Work instruction - Your reply should be made up of every line in the records below that holds the string "query".

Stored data
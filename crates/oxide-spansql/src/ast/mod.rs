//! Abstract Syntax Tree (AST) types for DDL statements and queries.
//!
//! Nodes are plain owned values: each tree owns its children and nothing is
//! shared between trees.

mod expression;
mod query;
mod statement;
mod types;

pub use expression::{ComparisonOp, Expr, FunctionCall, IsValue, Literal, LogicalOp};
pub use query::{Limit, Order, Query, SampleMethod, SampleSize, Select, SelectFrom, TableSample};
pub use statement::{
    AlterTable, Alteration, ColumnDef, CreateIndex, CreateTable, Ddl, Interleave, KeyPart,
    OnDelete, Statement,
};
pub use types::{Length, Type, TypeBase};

Response area -
mod query;
pub use query::{Limit, Order, Query, SampleMethod, SampleSize, Select, SelectFrom, TableSample};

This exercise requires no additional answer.